Click to Return to crimeresearch.org

'Stand Your Ground' Laws

March 17, 2017, at Star Tribune

By John R. Lott, Jr.

 

A March 10 letter writer responding to my March 9 commentary about “Stand Your Ground” laws claims that my research on gun control has been ”discredited” by the National Research Council, even suggesting that I engaged in fraud.

The 2004 National Research Council report merely concluded (p. 121): “It is impossible to draw strong conclusions from the existing literature on the causal impact of these [right-to-carry] laws.” The NRC reached this same nonconclusion for each of the 30 gun-control regulations that it examined: namely, that more research was needed.

Only on right-to-carry did the panel fail to reach a consensus of no conclusion. James Q. Wilson, considered possibly “the most influential criminal justice scholar of the 20th century,” concluded (p. 271): “I find that the evidence presented by Lott and his supporters suggests that [right-to-carry] laws do in fact help drive down the murder rate.” Wilson pointed to the panel’s own estimates, all of which showed that right-to-carry laws reduce murder rates.

The March 10 letter writer claims that one of my surveys “vanished completely without any evidence.” However, respondents have come forward to say that they took the survey. I have also provided tax returns showing payments to research assistants.

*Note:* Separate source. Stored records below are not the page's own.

use std::collections::BTreeMap;
use std::fs::File;
use std::io::{self, BufRead, BufReader, BufWriter, Write};
use std::path::{Path, PathBuf};
use std::sync::{Arc, Mutex};
use std::thread;
use std::time::Duration;

use anyhow::{Context, Result, bail};
use clap::{Args, Parser, Subcommand, ValueEnum};
use indicatif::{ProgressBar, ProgressStyle};

use shapefp::mol::molecule::Mol;
use shapefp::mol::sd::SdReader;
use shapefp::shape::axis_aligner::AxisAligner;
use shapefp::shape::encode;
use shapefp::shape::features::{FeatureFinder, NullFeatureFinder, PatternFeatureFinder, default_patterns};
use shapefp::shape::fingerprinter::MolFingerprinter;
use shapefp::shape::geometry::{Point3D, PointCloud};
use shapefp::shape::hammersley::{CuboidParams, EllipsoidParams, Hammersley};
use shapefp::shape::vol_box::VolBox;

/// Default reference clouds, matching the classic 10k/11-radius files.
const DEFAULT_CLOUD_POINTS: u32 = 10240;
const DEFAULT_CLOUD_RADIUS: f32 = 11.0;
const DEFAULT_ELLIPSOID_AXES: [f32; 3] = [1.0, 0.75, 0.5];

fn print_compile_info() {
	eprintln!(
		"shapefp {} (compiled {} {})",
		env!("CARGO_PKG_VERSION"),
		env!("COMPILE_DATE"),
		env!("COMPILE_TIME"),
	);
}

#[derive(Parser)]
#[command(name = "shapefp", version, about = "3D molecular shape fingerprints")]
struct Cli {
	#[command(subcommand)]
	command: Command,
}

#[derive(Subcommand)]
enum Command {
	/// Generate a Hammersley reference cloud as "x y z" lines
	Hammersley(HammersleyArgs),
	/// Fingerprint every conformer of an SD file, 4 lines per conformer
	Fingerprint(FingerprintArgs),
}

#[derive(Args)]
struct HammersleyArgs {
	#[command(subcommand)]
	shape: CloudShape,
}

#[derive(Subcommand)]
enum CloudShape {
	/// Points within an ellipsoid x²/a + y²/b + z²/c < scale²
	Ellipsoid {
		num_points: u32,
		a: f32,
		b: f32,
		c: f32,
		/// Extent of the largest ellipsoid axis
		scale: f32,
	},
	/// Points within an axis-aligned cuboid
	Cuboid {
		num_points: u32,
		xmin: f32,
		xmax: f32,
		ymin: f32,
		ymax: f32,
		zmin: f32,
		zmax: f32,
	},
}

#[derive(Args)]
struct FingerprintArgs {
	/// Input SD file of 3D conformers
	sd_file: PathBuf,

	/// Number of times to fold each fingerprint in half
	#[arg(long, default_value_t = 0)]
	num_folds: u32,

	/// Output format per fingerprint line
	#[arg(long, value_enum, default_value = "A")]
	format: Format,

	/// Append the molecule name to each fingerprint line
	#[arg(long)]
	include_ids: bool,

	/// Scale factor each atom radius is multiplied by during coverage
	/// queries. Applied linearly; older fingerprint tools squared this
	/// value before use
	#[arg(long, default_value_t = 1.0)]
	epsilon: f32,

	/// Add pharmacophore feature channels to each fingerprint
	#[arg(long)]
	features: bool,

	/// Ellipsoid cloud file ("x y z" lines); generated when omitted
	#[arg(long)]
	ellipsoid_cloud: Option<PathBuf>,

	/// Sphere cloud file ("x y z" lines); generated when omitted
	#[arg(long)]
	sphere_cloud: Option<PathBuf>,

	/// Number of worker threads
	#[arg(long, default_value_t = 1)]
	jobs: usize,

	/// Per-molecule deadline; molecules over it are skipped with a warning
	#[arg(long)]
	timeout_ms: Option<u64>,
}

#[derive(Clone, Copy, ValueEnum)]
enum Format {
	/// Plain ASCII bit string
	#[value(name = "A")]
	A,
	/// "B" + base64(gzip(packed bytes))
	#[value(name = "B")]
	B,
	/// "C" + base64(gzip(bit string))
	#[value(name = "C")]
	C,
}

fn main() -> Result<()> {
	let cli = Cli::parse();
	print_compile_info();
	match cli.command {
		Command::Hammersley(args) => run_hammersley(&args),
		Command::Fingerprint(args) => run_fingerprint(&args),
	}
}

fn run_hammersley(args: &HammersleyArgs) -> Result<()> {
	let points = match args.shape {
		CloudShape::Ellipsoid {
			num_points,
			a,
			b,
			c,
			scale,
		} => Hammersley::ellipsoid(&EllipsoidParams {
			num_points,
			scale,
			a,
			b,
			c,
		}),
		CloudShape::Cuboid {
			num_points,
			xmin,
			xmax,
			ymin,
			ymax,
			zmin,
			zmax,
		} => Hammersley::cuboid(&CuboidParams {
			num_points,
			xmin,
			xmax,
			ymin,
			ymax,
			zmin,
			zmax,
		}),
	};

	let stdout = std::io::stdout();
	let mut out = BufWriter::new(stdout.lock());
	for p in &points {
		writeln!(out, "{} {} {}", p.x, p.y, p.z)?;
	}
	out.flush()?;
	Ok(())
}

/// Parse an "x y z" cloud file, one point per line.
fn read_cloud(path: &Path) -> Result<PointCloud> {
	let file = File::open(path)
		.with_context(|| format!("cannot open cloud file '{}'", path.display()))?;
	let mut points = PointCloud::new();
	for (line_num, line) in BufReader::new(file).lines().enumerate() {
		let line = line?;
		let mut fields = line.split_whitespace();
		let Some(first) = fields.next() else {
			continue;
		};
		let coord = |s: &str| -> Result<f32> {
			s.parse()
				.with_context(|| format!("{}:{}: bad coordinate '{s}'", path.display(), line_num + 1))
		};
		let x = coord(first)?;
		let (Some(y), Some(z)) = (fields.next(), fields.next()) else {
			bail!("{}:{}: expected 3 coordinates", path.display(), line_num + 1);
		};
		points.push(Point3D::new(x, coord(y)?, coord(z)?));
	}
	Ok(points)
}

fn load_or_generate_clouds(args: &FingerprintArgs) -> Result<(PointCloud, PointCloud)> {
	let [a, b, c] = DEFAULT_ELLIPSOID_AXES;
	let ellipsoid = match &args.ellipsoid_cloud {
		Some(path) => read_cloud(path)?,
		None => Hammersley::ellipsoid(&EllipsoidParams {
			num_points: DEFAULT_CLOUD_POINTS,
			scale: DEFAULT_CLOUD_RADIUS,
			a,
			b,
			c,
		}),
	};
	let sphere = match &args.sphere_cloud {
		Some(path) => read_cloud(path)?,
		None => Hammersley::ellipsoid(&EllipsoidParams {
			num_points: DEFAULT_CLOUD_POINTS,
			scale: DEFAULT_CLOUD_RADIUS,
			a: 1.0,
			b: 1.0,
			c: 1.0,
		}),
	};
	Ok((ellipsoid, sphere))
}

/// Shared pull-source handing workers one indexed record at a time, so an
/// SD file is never materialized whole.
struct MolSource<R: BufRead> {
	reader: SdReader<R>,
	next_index: usize,
}

impl<R: BufRead> MolSource<R> {
	fn new(reader: SdReader<R>) -> Self {
		Self {
			reader,
			next_index: 0,
		}
	}

	fn next(&mut self) -> io::Result<Option<(usize, Mol)>> {
		match self.reader.read()? {
			Some(mol) => {
				let index = self.next_index;
				self.next_index += 1;
				Ok(Some((index, mol)))
			}
			None => Ok(None),
		}
	}
}

/// Restores input order over out-of-order worker results. Only results
/// still waiting on an earlier molecule are buffered.
struct OrderedSink<W: Write> {
	out: W,
	pending: BTreeMap<usize, std::result::Result<Vec<String>, String>>,
	next_index: usize,
	num_written: usize,
	num_skipped: usize,
}

impl<W: Write> OrderedSink<W> {
	fn new(out: W) -> Self {
		Self {
			out,
			pending: BTreeMap::new(),
			next_index: 0,
			num_written: 0,
			num_skipped: 0,
		}
	}

	fn push(
		&mut self,
		index: usize,
		outcome: std::result::Result<Vec<String>, String>,
	) -> io::Result<()> {
		self.pending.insert(index, outcome);
		while let Some(outcome) = self.pending.remove(&self.next_index) {
			self.next_index += 1;
			match outcome {
				Ok(lines) => {
					for line in lines {
						writeln!(self.out, "{line}")?;
					}
					self.num_written += 1;
				}
				Err(warning) => {
					self.num_skipped += 1;
					eprintln!("{warning}");
				}
			}
		}
		Ok(())
	}
}

fn format_fingerprint(
	fp: &bitvec::vec::BitVec,
	format: Format,
	include_ids: bool,
	name: &str,
) -> Result<String> {
	let mut line = match format {
		Format::A => encode::bit_string(fp),
		Format::B => format!("B{}", encode::packed_base64(fp)?),
		Format::C => format!("C{}", encode::bit_string_base64(fp)?),
	};
	if include_ids {
		line.push(' ');
		line.push_str(name);
	}
	Ok(line)
}

/// All output lines for one molecule, or a warning message for the skip.
fn fingerprint_one(
	mfp: &mut MolFingerprinter,
	mol: &Mol,
	args: &FingerprintArgs,
) -> std::result::Result<Vec<String>, String> {
	let mut run = || -> Result<Vec<String>> {
		mfp.set_molecule(mol)?;
		let mut lines = Vec::with_capacity(4);
		while let Some(fp) = mfp.next_fingerprint()? {
			lines.push(format_fingerprint(&fp, args.format, args.include_ids, &mol.name)?);
		}
		Ok(lines)
	};
	run().map_err(|e| format!("skipping '{}': {e:#}", mol.name))
}

fn make_finder(features: bool) -> Box<dyn FeatureFinder + Send> {
	if features {
		Box::new(PatternFeatureFinder::new(default_patterns()))
	} else {
		Box::new(NullFeatureFinder)
	}
}

fn run_fingerprint(args: &FingerprintArgs) -> Result<()> {
	let (ellipsoid, sphere) = load_or_generate_clouds(args)?;
	let vol_box = Arc::new(VolBox::new(&ellipsoid, args.epsilon));
	let aligner = Arc::new(AxisAligner::new(&sphere, args.epsilon, true));
	let timeout = args.timeout_ms.map(Duration::from_millis);

	let file = File::open(&args.sd_file)
		.with_context(|| format!("cannot open sd file '{}'", args.sd_file.display()))?;
	let source = Mutex::new(MolSource::new(SdReader::new(
		BufReader::new(file),
		&args.sd_file.display().to_string(),
	)));
	let sink = Mutex::new(OrderedSink::new(BufWriter::new(io::stdout())));
	let failure: Mutex<Option<anyhow::Error>> = Mutex::new(None);

	let pb = ProgressBar::new_spinner();
	pb.set_style(
		ProgressStyle::default_spinner()
		.template("Fingerprinting: {pos} molecules ({per_sec})")
		.unwrap(),
	);

	// First error wins; the other workers drain and stop.
	let fail = |err: anyhow::Error| {
		let mut slot = failure.lock().unwrap();
		if slot.is_none() {
			*slot = Some(err);
		}
	};

	thread::scope(|scope| {
		for _ in 0..args.jobs.max(1) {
			scope.spawn(|| {
				let mut mfp = MolFingerprinter::with_parts(
					Arc::clone(&vol_box),
					Arc::clone(&aligner),
					args.num_folds,
					make_finder(args.features),
				);
				mfp.set_timeout(timeout);
				loop {
					if failure.lock().unwrap().is_some() {
						break;
					}
					let pulled = source.lock().unwrap().next();
					let (index, mol) = match pulled {
						Ok(Some(next)) => next,
						Ok(None) => break,
						Err(err) => {
							fail(err.into());
							break;
						}
					};
					let outcome = fingerprint_one(&mut mfp, &mol, args);
					if let Err(err) = sink.lock().unwrap().push(index, outcome) {
						fail(err.into());
						break;
					}
					pb.inc(1);
				}
			});
		}
	});
	pb.finish_and_clear();

	if let Some(err) = failure.into_inner().unwrap() {
		return Err(err);
	}
	let mut sink = sink.into_inner().unwrap();
	sink.out.flush()?;
	eprintln!(
		"Fingerprinted {} of {} molecules.",
		sink.num_written,
		sink.num_written + sink.num_skipped
	);
	Ok(())
}

#[cfg(test)]
mod tests {
	use super::*;

	#[test]
	fn ordered_sink_restores_input_order() {
		let mut sink = OrderedSink::new(Vec::new());
		sink.push(1, Ok(vec!["second".into()])).unwrap();
		// Nothing is written until the earlier molecule arrives.
		assert!(sink.out.is_empty());
		sink.push(2, Err("skipped".into())).unwrap();
		sink.push(0, Ok(vec!["first".into()])).unwrap();

		assert_eq!(String::from_utf8(sink.out.clone()).unwrap(), "first\nsecond\n");
		assert_eq!(sink.num_written, 2);
		assert_eq!(sink.num_skipped, 1);
		assert!(sink.pending.is_empty());
	}

	#[test]
	fn mol_source_streams_indexed_records() {
		const RECORD: &str =
			"mol\nprog\n\n  0  0  0  0  0  0  0  0  0  0999 V2000\nM  END\n$$$$\n";
		let two = format!("{RECORD}{RECORD}");
		let mut source = MolSource::new(SdReader::new(BufReader::new(two.as_bytes()), "test"));

		let (index, mol) = source.next().unwrap().unwrap();
		assert_eq!(index, 0);
		assert_eq!(mol.name, "mol");
		assert_eq!(source.next().unwrap().unwrap().0, 1);
		assert!(source.next().unwrap().is_none());
	}
}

On July 3, 1997, I experienced a hard disk crash in which I lost data for many research papers. I had been collaborating with 10 different researchers around the country, and I subsequently spent years working with them to replace the lost data. The letter writer is referring to a specific survey that represented only one paragraph in one book, and in 2002 it was replicated with similar results. That data is available on the website of my nonprofit research organization (http://crimeresearch.org/data/).

Do you like this page?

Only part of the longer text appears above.